--- INFORMATION Enclosed Below ---

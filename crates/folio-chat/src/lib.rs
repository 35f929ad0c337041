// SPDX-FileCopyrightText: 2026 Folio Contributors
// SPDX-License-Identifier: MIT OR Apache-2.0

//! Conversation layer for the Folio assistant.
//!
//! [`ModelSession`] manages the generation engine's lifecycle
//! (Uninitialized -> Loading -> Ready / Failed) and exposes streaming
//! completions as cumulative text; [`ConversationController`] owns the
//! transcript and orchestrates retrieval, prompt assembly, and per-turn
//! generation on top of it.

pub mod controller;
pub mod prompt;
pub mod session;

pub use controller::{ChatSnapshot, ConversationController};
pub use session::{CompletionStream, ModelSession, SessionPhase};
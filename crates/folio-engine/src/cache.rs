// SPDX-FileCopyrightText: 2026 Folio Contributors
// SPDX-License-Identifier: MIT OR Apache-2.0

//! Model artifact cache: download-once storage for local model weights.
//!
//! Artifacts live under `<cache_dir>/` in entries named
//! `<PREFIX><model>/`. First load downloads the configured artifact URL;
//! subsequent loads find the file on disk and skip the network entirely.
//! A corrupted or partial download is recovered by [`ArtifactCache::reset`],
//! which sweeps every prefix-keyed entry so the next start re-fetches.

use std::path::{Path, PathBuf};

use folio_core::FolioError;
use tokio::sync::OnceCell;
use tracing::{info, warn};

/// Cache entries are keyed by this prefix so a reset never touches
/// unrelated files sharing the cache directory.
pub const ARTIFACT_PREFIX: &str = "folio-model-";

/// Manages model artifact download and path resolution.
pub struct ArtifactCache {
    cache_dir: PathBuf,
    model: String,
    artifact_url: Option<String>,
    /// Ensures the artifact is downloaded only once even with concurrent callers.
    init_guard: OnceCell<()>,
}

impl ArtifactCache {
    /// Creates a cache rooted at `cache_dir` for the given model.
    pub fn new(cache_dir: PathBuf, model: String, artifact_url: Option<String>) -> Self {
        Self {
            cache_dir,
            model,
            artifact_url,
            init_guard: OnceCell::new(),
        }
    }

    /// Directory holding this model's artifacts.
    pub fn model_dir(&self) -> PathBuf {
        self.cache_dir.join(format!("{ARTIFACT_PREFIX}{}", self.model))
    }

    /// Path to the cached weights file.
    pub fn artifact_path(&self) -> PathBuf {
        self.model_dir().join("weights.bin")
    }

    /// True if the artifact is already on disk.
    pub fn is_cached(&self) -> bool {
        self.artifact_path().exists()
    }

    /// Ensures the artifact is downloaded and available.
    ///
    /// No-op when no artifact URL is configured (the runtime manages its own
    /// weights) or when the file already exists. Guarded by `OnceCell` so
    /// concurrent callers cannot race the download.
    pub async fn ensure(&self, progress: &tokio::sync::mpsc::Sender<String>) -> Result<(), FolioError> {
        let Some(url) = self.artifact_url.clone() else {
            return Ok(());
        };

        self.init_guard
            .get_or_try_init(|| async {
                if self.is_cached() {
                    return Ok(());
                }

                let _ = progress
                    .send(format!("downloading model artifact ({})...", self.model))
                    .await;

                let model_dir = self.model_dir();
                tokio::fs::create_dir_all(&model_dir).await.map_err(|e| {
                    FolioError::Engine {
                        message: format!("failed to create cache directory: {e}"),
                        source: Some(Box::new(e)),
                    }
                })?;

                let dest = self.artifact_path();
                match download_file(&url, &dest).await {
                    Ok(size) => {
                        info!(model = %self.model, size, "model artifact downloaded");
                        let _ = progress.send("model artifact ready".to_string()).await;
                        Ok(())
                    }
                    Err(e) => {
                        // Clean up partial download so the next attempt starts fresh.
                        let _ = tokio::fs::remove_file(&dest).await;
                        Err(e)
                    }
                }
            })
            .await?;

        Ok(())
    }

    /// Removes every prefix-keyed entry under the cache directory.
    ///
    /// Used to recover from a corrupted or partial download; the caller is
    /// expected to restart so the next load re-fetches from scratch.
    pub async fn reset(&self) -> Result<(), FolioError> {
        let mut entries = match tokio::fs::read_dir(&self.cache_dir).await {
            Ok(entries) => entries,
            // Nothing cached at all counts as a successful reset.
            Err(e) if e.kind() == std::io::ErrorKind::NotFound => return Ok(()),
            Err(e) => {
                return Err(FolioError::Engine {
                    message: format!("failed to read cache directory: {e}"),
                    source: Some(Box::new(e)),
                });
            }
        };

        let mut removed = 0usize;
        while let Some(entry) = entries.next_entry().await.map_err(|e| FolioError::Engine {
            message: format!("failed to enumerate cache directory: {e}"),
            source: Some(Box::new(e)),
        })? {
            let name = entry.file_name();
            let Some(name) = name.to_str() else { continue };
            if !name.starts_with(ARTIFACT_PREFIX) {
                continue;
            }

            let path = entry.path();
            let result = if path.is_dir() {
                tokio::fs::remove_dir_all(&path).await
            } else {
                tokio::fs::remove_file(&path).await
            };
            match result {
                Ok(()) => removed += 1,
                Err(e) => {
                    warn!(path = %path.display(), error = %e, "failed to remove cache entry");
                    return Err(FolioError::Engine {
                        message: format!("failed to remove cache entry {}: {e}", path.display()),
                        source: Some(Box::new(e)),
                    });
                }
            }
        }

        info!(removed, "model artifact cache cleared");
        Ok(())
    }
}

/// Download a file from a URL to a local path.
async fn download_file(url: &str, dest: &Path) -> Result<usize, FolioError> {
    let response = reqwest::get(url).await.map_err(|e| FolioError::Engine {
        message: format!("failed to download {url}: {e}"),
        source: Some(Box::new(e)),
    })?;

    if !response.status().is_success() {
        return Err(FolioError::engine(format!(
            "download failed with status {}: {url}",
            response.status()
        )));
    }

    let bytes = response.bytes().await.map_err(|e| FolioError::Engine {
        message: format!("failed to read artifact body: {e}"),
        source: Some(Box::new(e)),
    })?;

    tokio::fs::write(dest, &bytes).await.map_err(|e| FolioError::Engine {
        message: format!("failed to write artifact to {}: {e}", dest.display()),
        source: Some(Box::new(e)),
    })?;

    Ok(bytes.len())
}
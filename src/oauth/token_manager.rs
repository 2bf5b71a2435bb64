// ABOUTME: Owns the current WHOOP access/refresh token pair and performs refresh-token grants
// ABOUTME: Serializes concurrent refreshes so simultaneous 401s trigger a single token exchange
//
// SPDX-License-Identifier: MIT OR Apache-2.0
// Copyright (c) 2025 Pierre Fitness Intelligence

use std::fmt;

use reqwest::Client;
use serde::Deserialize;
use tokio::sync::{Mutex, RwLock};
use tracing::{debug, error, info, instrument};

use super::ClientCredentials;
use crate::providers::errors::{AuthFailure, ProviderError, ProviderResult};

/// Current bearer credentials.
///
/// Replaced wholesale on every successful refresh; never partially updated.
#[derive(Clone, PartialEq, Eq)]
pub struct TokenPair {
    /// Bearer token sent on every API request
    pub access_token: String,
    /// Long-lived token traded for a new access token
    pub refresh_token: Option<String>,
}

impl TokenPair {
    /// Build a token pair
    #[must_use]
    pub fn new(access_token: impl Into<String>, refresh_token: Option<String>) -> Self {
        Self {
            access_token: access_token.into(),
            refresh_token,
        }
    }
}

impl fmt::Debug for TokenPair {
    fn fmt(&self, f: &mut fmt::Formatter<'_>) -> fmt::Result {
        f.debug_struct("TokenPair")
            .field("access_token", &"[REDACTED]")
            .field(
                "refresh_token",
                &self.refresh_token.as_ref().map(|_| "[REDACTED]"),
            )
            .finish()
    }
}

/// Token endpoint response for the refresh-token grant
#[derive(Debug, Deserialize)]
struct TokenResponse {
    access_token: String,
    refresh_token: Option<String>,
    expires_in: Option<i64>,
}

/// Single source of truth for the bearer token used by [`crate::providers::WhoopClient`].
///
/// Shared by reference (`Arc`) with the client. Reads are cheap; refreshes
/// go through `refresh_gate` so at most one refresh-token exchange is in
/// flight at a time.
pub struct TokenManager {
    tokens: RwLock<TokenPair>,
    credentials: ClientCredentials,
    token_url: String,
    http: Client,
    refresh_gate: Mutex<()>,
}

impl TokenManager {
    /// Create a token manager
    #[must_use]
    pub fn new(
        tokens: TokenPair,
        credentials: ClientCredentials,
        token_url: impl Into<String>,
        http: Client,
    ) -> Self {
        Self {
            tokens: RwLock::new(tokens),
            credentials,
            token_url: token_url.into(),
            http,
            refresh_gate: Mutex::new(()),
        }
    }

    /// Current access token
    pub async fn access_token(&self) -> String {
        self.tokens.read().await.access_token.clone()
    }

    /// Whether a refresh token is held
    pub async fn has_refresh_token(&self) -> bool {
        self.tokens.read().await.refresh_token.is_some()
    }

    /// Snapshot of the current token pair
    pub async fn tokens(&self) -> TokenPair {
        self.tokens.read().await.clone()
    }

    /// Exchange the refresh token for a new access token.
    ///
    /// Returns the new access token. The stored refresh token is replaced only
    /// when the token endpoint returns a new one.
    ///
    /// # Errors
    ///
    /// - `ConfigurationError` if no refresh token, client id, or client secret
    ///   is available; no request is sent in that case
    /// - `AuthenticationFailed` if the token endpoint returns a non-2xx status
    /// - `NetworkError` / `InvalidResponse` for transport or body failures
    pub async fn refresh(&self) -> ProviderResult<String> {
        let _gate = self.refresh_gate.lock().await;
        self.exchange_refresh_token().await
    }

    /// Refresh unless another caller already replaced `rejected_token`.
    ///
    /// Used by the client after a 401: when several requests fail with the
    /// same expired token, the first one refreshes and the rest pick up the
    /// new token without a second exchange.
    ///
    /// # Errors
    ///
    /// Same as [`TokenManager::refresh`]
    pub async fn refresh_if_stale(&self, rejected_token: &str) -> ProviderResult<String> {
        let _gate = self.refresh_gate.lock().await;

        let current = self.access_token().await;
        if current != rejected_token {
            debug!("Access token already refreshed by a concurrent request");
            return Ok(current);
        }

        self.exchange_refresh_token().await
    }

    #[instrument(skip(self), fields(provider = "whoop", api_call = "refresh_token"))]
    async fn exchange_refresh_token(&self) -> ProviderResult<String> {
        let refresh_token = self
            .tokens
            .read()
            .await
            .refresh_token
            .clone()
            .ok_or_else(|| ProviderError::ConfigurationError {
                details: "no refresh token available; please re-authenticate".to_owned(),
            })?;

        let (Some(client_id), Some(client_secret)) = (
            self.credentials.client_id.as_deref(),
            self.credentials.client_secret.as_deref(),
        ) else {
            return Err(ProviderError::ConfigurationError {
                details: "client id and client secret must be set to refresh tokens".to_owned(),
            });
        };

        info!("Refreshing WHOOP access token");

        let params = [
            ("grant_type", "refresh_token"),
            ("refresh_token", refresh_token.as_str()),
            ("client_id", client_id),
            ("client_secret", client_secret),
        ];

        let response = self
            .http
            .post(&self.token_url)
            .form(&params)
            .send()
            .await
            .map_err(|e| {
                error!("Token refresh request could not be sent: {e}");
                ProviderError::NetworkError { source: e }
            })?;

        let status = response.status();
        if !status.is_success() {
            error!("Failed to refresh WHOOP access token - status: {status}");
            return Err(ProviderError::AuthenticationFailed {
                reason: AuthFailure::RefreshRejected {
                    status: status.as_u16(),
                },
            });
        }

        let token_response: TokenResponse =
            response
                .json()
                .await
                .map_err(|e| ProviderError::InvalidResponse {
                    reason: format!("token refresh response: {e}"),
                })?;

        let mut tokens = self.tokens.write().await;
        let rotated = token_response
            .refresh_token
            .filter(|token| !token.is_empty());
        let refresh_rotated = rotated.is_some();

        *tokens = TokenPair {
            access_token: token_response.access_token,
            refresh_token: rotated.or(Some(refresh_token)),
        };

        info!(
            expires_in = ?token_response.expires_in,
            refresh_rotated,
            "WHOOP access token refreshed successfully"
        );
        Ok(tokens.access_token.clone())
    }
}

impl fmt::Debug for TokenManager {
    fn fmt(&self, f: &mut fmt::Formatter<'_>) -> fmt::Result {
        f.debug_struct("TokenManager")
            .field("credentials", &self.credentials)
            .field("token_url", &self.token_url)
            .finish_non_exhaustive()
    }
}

--- End of Enclosed INFORMATION ---

- _PROBLEM_: Show a copy of each line from the records above in which the string "Ensures" occurs.

- _COMPLETED EXERCISE_:
    /// Ensures the artifact is downloaded only once even with concurrent callers.
    /// Ensures the artifact is downloaded and available.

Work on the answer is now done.